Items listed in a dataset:
[Start of section]
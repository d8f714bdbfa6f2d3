// Public API - only expose the runner module
pub mod runner;

// Internal modules - organized by subsystem
mod config;
mod error;
mod formats;
mod io;
mod schema;
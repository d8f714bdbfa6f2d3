//! Parquet file format support.
//!
//! This module reads Apache Parquet files from any ByteReader. It includes:
//! - ByteReader adapter for the AsyncRead+AsyncSeek interface the Parquet
//!   stream builder expects
//! - GenericParquetReader that implements the FileReader trait

mod adapter;
mod reader;

pub use reader::GenericParquetReader;
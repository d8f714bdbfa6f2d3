//! Configuration constants for the schema tools
//!
//! This module centralizes the connection defaults and I/O tunables used
//! throughout the application.

use std::time::Duration;

// ============================================================================
// Object Store Defaults
// ============================================================================

/// Endpoint of the local MinIO instance the inspector talks to by default
pub const DEFAULT_S3_ENDPOINT: &str = "http://localhost:9000";

pub const DEFAULT_S3_ACCESS_KEY: &str = "trino";

pub const DEFAULT_S3_SECRET_KEY: &str = "trino123";

/// MinIO ignores the region but the SDK signer requires one
pub const DEFAULT_S3_REGION: &str = "us-east-1";

// ============================================================================
// Connection Configuration
// ============================================================================

pub const CONNECT_TIMEOUT: Duration = Duration::from_secs(10);

/// Upper bound for a single S3 request (HEAD or ranged GET)
pub const OPERATION_TIMEOUT: Duration = Duration::from_secs(120); // 2 minutes

// ============================================================================
// I/O Configuration
// ============================================================================

/// Buffer size for parquet async I/O adapter
///
/// Reads near the end of an object fetch the last 256KB, so the 8-byte
/// trailer and a footer of up to 256KB arrive in one ranged request. Larger
/// footers take one more. Larger buffers mean fewer round trips to the object
/// store when reading row groups for `--head`.
pub const PARQUET_BUFFER_SIZE: usize = 256 * 1024; // 256 KB

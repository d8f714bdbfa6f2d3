//! Construction of an S3 client for S3-compatible endpoints (MinIO and friends).
use aws_config::retry::RetryConfig;
use aws_config::timeout::TimeoutConfig;
use aws_config::{BehaviorVersion, Region};
use aws_credential_types::Credentials;
use aws_credential_types::provider::SharedCredentialsProvider;
use aws_sdk_s3::Client as S3Client;
use derive_builder::Builder;

use crate::config::{
    CONNECT_TIMEOUT, DEFAULT_S3_ACCESS_KEY, DEFAULT_S3_ENDPOINT, DEFAULT_S3_REGION,
    DEFAULT_S3_SECRET_KEY, OPERATION_TIMEOUT,
};

/// Static credentials never expire, so the provider name is only used in logs
const CREDENTIALS_PROVIDER_NAME: &str = "parquet-ddl-static";

#[derive(Builder, Clone)]
pub struct S3ConnectArgs {
    #[builder(setter(into), default = "DEFAULT_S3_ENDPOINT.to_string()")]
    endpoint: String,
    #[builder(setter(into), default = "DEFAULT_S3_ACCESS_KEY.to_string()")]
    access_key: String,
    #[builder(setter(into), default = "DEFAULT_S3_SECRET_KEY.to_string()")]
    secret_key: String,
    #[builder(setter(into), default = "Region::new(DEFAULT_S3_REGION)")]
    region: Region,
}

impl S3ConnectArgs {
    pub fn endpoint(&self) -> &str {
        &self.endpoint
    }
}

impl std::fmt::Debug for S3ConnectArgs {
    fn fmt(&self, f: &mut std::fmt::Formatter<'_>) -> std::fmt::Result {
        f.debug_struct("S3ConnectArgs")
            .field("endpoint", &self.endpoint)
            .field("access_key", &self.access_key)
            .field("secret_key", &"** redacted **")
            .field("region", &self.region)
            .finish()
    }
}

/// Build an S3 client bound to the given endpoint
///
/// Requests use path-style addressing (`endpoint/bucket/key`) because most
/// S3-compatible servers do not resolve virtual-hosted bucket names. Retries
/// are disabled: a failed request surfaces immediately.
pub async fn s3_client(args: &S3ConnectArgs) -> S3Client {
    let credentials = Credentials::new(
        &args.access_key,
        &args.secret_key,
        None,
        None,
        CREDENTIALS_PROVIDER_NAME,
    );

    let sdk_config = aws_config::defaults(BehaviorVersion::latest())
        .region(args.region.clone())
        .endpoint_url(&args.endpoint)
        .credentials_provider(SharedCredentialsProvider::new(credentials))
        .retry_config(RetryConfig::disabled())
        .timeout_config(
            TimeoutConfig::builder()
                .connect_timeout(CONNECT_TIMEOUT)
                .operation_timeout(OPERATION_TIMEOUT)
                .build(),
        )
        .load()
        .await;

    let s3_config = aws_sdk_s3::config::Builder::from(&sdk_config)
        .force_path_style(true)
        .build();

    tracing::debug!(endpoint = %args.endpoint, region = %args.region, "built S3 client");

    S3Client::from_conf(s3_config)
}

#[cfg(test)]
mod tests {
    use super::*;

    #[test]
    fn test_builder_defaults() {
        let args = S3ConnectArgsBuilder::default().build().unwrap();
        assert_eq!(args.endpoint(), DEFAULT_S3_ENDPOINT);
        assert_eq!(args.access_key, DEFAULT_S3_ACCESS_KEY);
        assert_eq!(args.region, Region::new(DEFAULT_S3_REGION));
    }

    #[test]
    fn test_builder_overrides() {
        let args = S3ConnectArgsBuilder::default()
            .endpoint("http://minio:9000")
            .access_key("admin")
            .secret_key("hunter2")
            .region(Region::new("eu-west-1"))
            .build()
            .unwrap();

        assert_eq!(args.endpoint(), "http://minio:9000");
        assert_eq!(args.region, Region::new("eu-west-1"));
    }

    #[test]
    fn test_debug_redacts_secret() {
        let args = S3ConnectArgsBuilder::default()
            .secret_key("hunter2")
            .build()
            .unwrap();

        let rendered = format!("{:?}", args);
        assert!(!rendered.contains("hunter2"));
        assert!(rendered.contains("redacted"));
    }
}
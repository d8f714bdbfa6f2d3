//! Error categories for failures at the data source boundary.
//!
//! Everything above the source layer uses `anyhow`; these variants are wrapped
//! into `anyhow::Error` and can be recovered with `downcast_ref`.

use parquet::errors::ParquetError;
use std::path::PathBuf;

type BoxError = Box<dyn std::error::Error + Send + Sync>;

/// Coarse classification of a failed source operation
#[derive(Debug, Clone, Copy, PartialEq, Eq)]
pub enum SourceErrorKind {
    NotFound,
    AccessDenied,
    Unreachable,
    Io,
    Decode,
    Service,
    InvalidUri,
}

#[derive(Debug, thiserror::Error)]
pub enum SourceError {
    #[error("Local file not found: {}", path.display())]
    LocalNotFound { path: PathBuf },

    #[error("Object not found: s3://{bucket}/{key}")]
    ObjectNotFound { bucket: String, key: String },

    #[error("Access denied for s3://{bucket}/{key} (check access key and secret)")]
    AccessDenied {
        bucket: String,
        key: String,
        #[source]
        source: BoxError,
    },

    #[error("Object store endpoint unreachable: {endpoint}")]
    Unreachable {
        endpoint: String,
        #[source]
        source: BoxError,
    },

    #[error("I/O error reading {}", path.display())]
    Io {
        path: PathBuf,
        #[source]
        source: std::io::Error,
    },

    #[error("Failed to decode Parquet data")]
    Decode {
        #[source]
        source: ParquetError,
    },

    #[error("Object store request failed for s3://{bucket}/{key}")]
    Service {
        bucket: String,
        key: String,
        #[source]
        source: BoxError,
    },

    #[error("Invalid source URI '{uri}': {reason}")]
    InvalidUri { uri: String, reason: String },
}

impl SourceError {
    pub fn kind(&self) -> SourceErrorKind {
        match self {
            SourceError::LocalNotFound { .. } | SourceError::ObjectNotFound { .. } => {
                SourceErrorKind::NotFound
            }
            SourceError::AccessDenied { .. } => SourceErrorKind::AccessDenied,
            SourceError::Unreachable { .. } => SourceErrorKind::Unreachable,
            SourceError::Io { .. } => SourceErrorKind::Io,
            SourceError::Decode { .. } => SourceErrorKind::Decode,
            SourceError::Service { .. } => SourceErrorKind::Service,
            SourceError::InvalidUri { .. } => SourceErrorKind::InvalidUri,
        }
    }

    /// Classify an I/O error raised while accessing a local file
    pub fn from_io(path: impl Into<PathBuf>, source: std::io::Error) -> Self {
        let path = path.into();
        if source.kind() == std::io::ErrorKind::NotFound {
            SourceError::LocalNotFound { path }
        } else {
            SourceError::Io { path, source }
        }
    }
}

impl From<ParquetError> for SourceError {
    /// Source failures raised by a `ByteReader` reach the Parquet reader as
    /// `io::Error`s wrapping a `SourceError`; those keep their category.
    /// Everything else is a decode failure.
    fn from(err: ParquetError) -> Self {
        match err {
            ParquetError::External(external) => match unwrap_source_error(external) {
                Ok(source) => source,
                Err(external) => SourceError::Decode {
                    source: ParquetError::External(external),
                },
            },
            other => SourceError::Decode { source: other },
        }
    }
}

fn unwrap_source_error(err: BoxError) -> Result<SourceError, BoxError> {
    let io_err = err.downcast::<std::io::Error>()?;
    if !io_err.get_ref().is_some_and(|inner| inner.is::<SourceError>()) {
        return Err(io_err as BoxError);
    }

    match (*io_err).into_inner() {
        Some(inner) => inner.downcast::<SourceError>().map(|source| *source),
        None => Err("I/O error without a source".into()),
    }
}

/// Find the source category anywhere in an `anyhow` error chain
pub fn source_error_kind(err: &anyhow::Error) -> Option<SourceErrorKind> {
    err.chain()
        .find_map(|cause| cause.downcast_ref::<SourceError>())
        .map(SourceError::kind)
}

#[cfg(test)]
mod tests {
    use super::*;
    use anyhow::Context;

    #[test]
    fn test_io_not_found_is_classified() {
        let io = std::io::Error::new(std::io::ErrorKind::NotFound, "gone");
        let err = SourceError::from_io("/data/flights.parquet", io);
        assert_eq!(err.kind(), SourceErrorKind::NotFound);
        assert!(err.to_string().contains("/data/flights.parquet"));
    }

    #[test]
    fn test_other_io_errors_stay_io() {
        let io = std::io::Error::new(std::io::ErrorKind::PermissionDenied, "nope");
        let err = SourceError::from_io("/data/flights.parquet", io);
        assert_eq!(err.kind(), SourceErrorKind::Io);
    }

    #[test]
    fn test_kind_found_through_context() {
        let result: anyhow::Result<()> = Err(SourceError::ObjectNotFound {
            bucket: "datalake".to_string(),
            key: "flights.parquet".to_string(),
        })
        .context("Failed to read Parquet metadata");

        let err = result.unwrap_err();
        assert_eq!(source_error_kind(&err), Some(SourceErrorKind::NotFound));
    }

    #[test]
    fn test_parquet_error_wrapping_source_error_keeps_kind() {
        let denied = SourceError::AccessDenied {
            bucket: "datalake".to_string(),
            key: "flights.parquet".to_string(),
            source: "403 Forbidden".into(),
        };
        let parquet_err = ParquetError::from(std::io::Error::other(denied));

        let err = SourceError::from(parquet_err);
        assert_eq!(err.kind(), SourceErrorKind::AccessDenied);
    }

    #[test]
    fn test_plain_parquet_errors_are_decode() {
        let err = SourceError::from(ParquetError::General("bad magic".to_string()));
        assert_eq!(err.kind(), SourceErrorKind::Decode);

        let eof = std::io::Error::new(std::io::ErrorKind::UnexpectedEof, "short read");
        let err = SourceError::from(ParquetError::from(eof));
        assert_eq!(err.kind(), SourceErrorKind::Decode);
    }

    #[test]
    fn test_kind_absent_for_unrelated_errors() {
        let err = anyhow::anyhow!("something else");
        assert_eq!(source_error_kind(&err), None);
    }
}
use anyhow::Result;
use std::fmt;
use std::path::{Path, PathBuf};
use url::Url;

use crate::error::SourceError;

/// Represents a parsed source URI
#[derive(Debug, Clone, PartialEq, Eq)]
pub enum SourceUri {
    Local(PathBuf),
    S3 { bucket: String, key: String },
}

impl SourceUri {
    /// Parse a URI string into a SourceUri
    pub fn parse(uri: &str) -> Result<Self> {
        let invalid = |reason: &str| SourceError::InvalidUri {
            uri: uri.to_string(),
            reason: reason.to_string(),
        };

        // Object keys are taken verbatim: running them through Url would
        // percent-encode spaces and cut the key at '#' or '?'
        if let Some(rest) = strip_s3_scheme(uri) {
            let (bucket, key) = rest.split_once('/').unwrap_or((rest, ""));

            if bucket.is_empty() {
                return Err(invalid("missing bucket").into());
            }
            if key.is_empty() || key.ends_with('/') {
                return Err(invalid("missing object key").into());
            }

            return Ok(SourceUri::S3 {
                bucket: bucket.to_string(),
                key: key.to_string(),
            });
        }

        // Try parsing as URL first
        if let Ok(url) = Url::parse(uri) {
            match url.scheme() {
                "file" => {
                    let path = url
                        .to_file_path()
                        .map_err(|_| invalid("not a valid file:// path"))?;
                    Ok(SourceUri::Local(path))
                }
                // Windows drive letters parse as a one-letter scheme
                scheme if scheme.len() == 1 => Ok(SourceUri::Local(PathBuf::from(uri))),
                scheme => Err(invalid(&format!("unsupported scheme '{}'", scheme)).into()),
            }
        } else {
            // Treat as local file path
            Ok(SourceUri::Local(PathBuf::from(uri)))
        }
    }

    /// Last path segment of the file or object key
    pub fn file_name(&self) -> Option<&str> {
        match self {
            SourceUri::Local(path) => path.file_name().and_then(|n| n.to_str()),
            SourceUri::S3 { key, .. } => key.rsplit('/').next().filter(|n| !n.is_empty()),
        }
    }

    /// File name without its final extension (`flights.parquet` -> `flights`)
    pub fn file_stem(&self) -> Option<&str> {
        self.file_name()
            .and_then(|name| Path::new(name).file_stem())
            .and_then(|stem| stem.to_str())
            .filter(|stem| !stem.is_empty())
    }
}

/// Remainder after `s3://` or `s3a://` (case-insensitive scheme)
///
/// s3a:// is what Hadoop-flavoured tooling writes for the same thing.
fn strip_s3_scheme(uri: &str) -> Option<&str> {
    let (scheme, rest) = uri.split_once("://")?;
    (scheme.eq_ignore_ascii_case("s3") || scheme.eq_ignore_ascii_case("s3a")).then_some(rest)
}

impl fmt::Display for SourceUri {
    fn fmt(&self, f: &mut fmt::Formatter<'_>) -> fmt::Result {
        match self {
            SourceUri::Local(path) => write!(f, "{}", path.display()),
            SourceUri::S3 { bucket, key } => write!(f, "s3://{}/{}", bucket, key),
        }
    }
}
[End of section]
ASSIGNED TASK:
Each line from the one that contains "impl fmt::Display for" to the end of the data should be set down exactly, both ends included.

TASK RESULT:
impl fmt::Display for SourceUri {
    fn fmt(&self, f: &mut fmt::Formatter<'_>) -> fmt::Result {
        match self {
            SourceUri::Local(path) => write!(f, "{}", path.display()),
            SourceUri::S3 { bucket, key } => write!(f, "s3://{}/{}", bucket, key),
        }
    }
}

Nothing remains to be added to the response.